Start of DATA RECORDS

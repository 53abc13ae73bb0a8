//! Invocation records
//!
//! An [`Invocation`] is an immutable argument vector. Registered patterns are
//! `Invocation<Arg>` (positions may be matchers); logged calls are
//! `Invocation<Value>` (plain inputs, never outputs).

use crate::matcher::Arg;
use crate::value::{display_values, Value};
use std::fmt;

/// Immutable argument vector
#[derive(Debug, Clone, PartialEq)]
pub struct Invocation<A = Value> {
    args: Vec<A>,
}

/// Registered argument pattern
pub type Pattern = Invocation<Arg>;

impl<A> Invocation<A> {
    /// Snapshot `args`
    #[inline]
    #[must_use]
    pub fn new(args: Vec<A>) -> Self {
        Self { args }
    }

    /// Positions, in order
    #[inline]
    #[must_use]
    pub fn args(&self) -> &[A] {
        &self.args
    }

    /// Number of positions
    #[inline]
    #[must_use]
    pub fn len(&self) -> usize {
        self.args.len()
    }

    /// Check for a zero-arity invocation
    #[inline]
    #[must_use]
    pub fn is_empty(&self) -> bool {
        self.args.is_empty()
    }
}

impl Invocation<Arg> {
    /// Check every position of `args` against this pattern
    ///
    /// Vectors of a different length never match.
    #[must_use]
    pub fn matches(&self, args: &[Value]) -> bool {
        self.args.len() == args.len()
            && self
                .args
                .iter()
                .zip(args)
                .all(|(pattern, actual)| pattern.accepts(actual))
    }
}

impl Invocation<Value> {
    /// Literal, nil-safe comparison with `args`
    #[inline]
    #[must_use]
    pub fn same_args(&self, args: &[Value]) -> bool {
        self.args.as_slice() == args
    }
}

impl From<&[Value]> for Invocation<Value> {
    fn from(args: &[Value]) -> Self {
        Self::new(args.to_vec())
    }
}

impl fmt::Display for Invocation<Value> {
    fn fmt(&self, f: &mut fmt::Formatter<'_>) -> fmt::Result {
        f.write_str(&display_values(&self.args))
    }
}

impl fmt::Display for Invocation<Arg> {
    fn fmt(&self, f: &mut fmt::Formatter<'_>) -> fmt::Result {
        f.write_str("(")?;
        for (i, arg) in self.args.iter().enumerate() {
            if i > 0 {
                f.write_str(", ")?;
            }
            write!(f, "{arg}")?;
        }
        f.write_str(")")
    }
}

End of DATA RECORDS

• _EXERCISE OBJECTIVE_: Your answer must be the line with "impl fmt::Display for Invocation<Arg>" and all lines after it through the final line of the entries, copied exactly and with nothing added.

• _TASK RESPONSE_:
impl fmt::Display for Invocation<Arg> {
    fn fmt(&self, f: &mut fmt::Formatter<'_>) -> fmt::Result {
        f.write_str("(")?;
        for (i, arg) in self.args.iter().enumerate() {
            if i > 0 {
                f.write_str(", ")?;
            }
            write!(f, "{arg}")?;
        }
        f.write_str(")")
    }
}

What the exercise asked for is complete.